Franco recomenda uma abordagem honesta e afirmativa como, por exemplo, "Tenho sentido que as coisas têm andado um pouco mal desde que nos chateámos. Gostaria muito de voltar a pôr as coisas nos eixos, pois valorizo muito a tua amizade. Queria falar sobre isto para ver se há mais alguma coisa que precisemos de desanuviar."
Também é importante lembrar que só pode fazer o que está ao seu alcance. "Se o amigo preferir não reparar, pode orgulhar-se de si próprio por ter agido com integridade. Lembre-se de que não controla as outras pessoas, mas, do seu lado, fez tudo o que podia", sublinha Franco.
4. Mude a "mobília da amizade" de lugar
Um dos desafios das amizades de longa data é quando ficamos presos à ideia de como a relação era antes. A realidade é que todos nós mudamos à medida que as nossas circunstâncias e prioridades mudam.
Se tentou consertar uma amizade e não sente que as coisas possam voltar a ser como eram antes do conflito, Denworth sugere que seja considerada a possibilidade de continuarem amigos de uma forma mais informal.
"Chamo-lhe mudar a mobília da sua vida social", diz Denworth. "Nem todas as amizades duram uma vida inteira, e não há problema. Os biólogos evolutivos descobriram que os laços de alta qualidade requerem três coisas: são duradouros, positivos e cooperativos. É preciso ter as três coisas."

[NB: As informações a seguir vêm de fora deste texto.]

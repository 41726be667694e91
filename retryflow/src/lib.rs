//! # Retryflow
//!
//! Retry execution for asynchronous operations that report through
//! single-assignment deferred results.
//!
//! Retryflow provides:
//!
//! - **Deferred results**: settle-once values with continuations and `.await` support
//! - **Composition**: sequential and parallel combination of deferred results
//! - **Task runner**: blocking work and futures on a tokio runtime, reported as deferred results
//! - **Retry executor**: re-invokes a failing operation up to a configured limit
//! - **Event sinks**: structured lifecycle events for every retry cycle
//!
//! ## Quick Start
//!
//! ```rust,ignore
//! use retryflow::prelude::*;
//!
//! let runner = AsyncTaskRunner::current();
//! let executor = RetryExecutor::current(RetryConfig::new().with_max_retries(3));
//!
//! let result = executor.execute(move || runner.run(|| fetch_report()));
//! let report = result.await?;
//! ```

#![forbid(unsafe_code)]
#![warn(
    clippy::all,
    clippy::pedantic,
    missing_docs,
    rust_2018_idioms
)]
#![allow(
    clippy::module_name_repetitions,
    clippy::must_use_candidate,
    clippy::missing_errors_doc,
    clippy::missing_panics_doc
)]

pub mod deferred;
pub mod errors;
pub mod events;
pub mod observability;
pub mod retry;
pub mod runner;
pub mod testing;

/// Prelude module for convenient imports
pub mod prelude {
    pub use crate::deferred::{parallel, sequential, Deferred, DeferredState, Outcome};
    pub use crate::errors::{
        DoubleSettlementError, OperationError, RetriesExhaustedError, RetryflowError,
        TimeoutError,
    };
    pub use crate::events::{CollectingEventSink, EventSink, LoggingEventSink, NoOpEventSink};
    pub use crate::retry::{Operation, RetryConfig, RetryExecutor};
    pub use crate::runner::AsyncTaskRunner;
}
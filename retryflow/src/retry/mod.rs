//! Retrying asynchronous operations.
//!
//! This module provides:
//! - Retry configuration and per-cycle attempt bookkeeping
//! - The `Operation` trait accepted by the executor
//! - The `RetryExecutor` state machine

mod config;
mod executor;
mod operation;

pub use config::{RetryAttempt, RetryConfig, RetryDecision, RetryPhase};
pub use executor::RetryExecutor;
pub use operation::{IntoDeferred, Operation};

5. Siga as bandeiras vermelhas
Por vezes, uma amizade sofre devido a um erro de comunicação e, por vezes, os problemas são muito mais profundos.
Franco encoraja as pessoas a não deixarem que um único problema acabe com uma amizade, que é algo que ela vê na sua prática. "O conflito é uma abertura para recalibrar e melhorar uma amizade, e transmite investimento mútuo. Não desista de uma amizade só porque surgiu um problema", considera Franco.
Mas Franco aconselha a estar atento aos sinais de alerta. "Por exemplo, o seu amigo não está a torcer pelo seu sucesso, intimida-o, não tem consideração, ou você sente-se esgotado ou incompreendido por ele... pode ser altura de terminar em vez de remendar", defende Franco.
Avaliar o equilíbrio entre o mal e o bem é crucial. "A ciência da amizade mostra que as relações ambivalentes não são boas para a nossa saúde. Por outras palavras, se houver demasiadas coisas más, as boas não compensam necessariamente as más", explica Denworth. "Seja honesto consigo mesmo sobre a saúde de uma amizade e não a mantenha apenas pelos velhos tempos se ela o estiver a prejudicar."
Quando a vida parece difícil, abordar conversas incómodas ou dolorosas cai muitas vezes para o fim das nossas listas de tarefas. Mas a ligação humana é crucial; é altura de abraçar o estranho, ser honesto, ouvir e arriscar.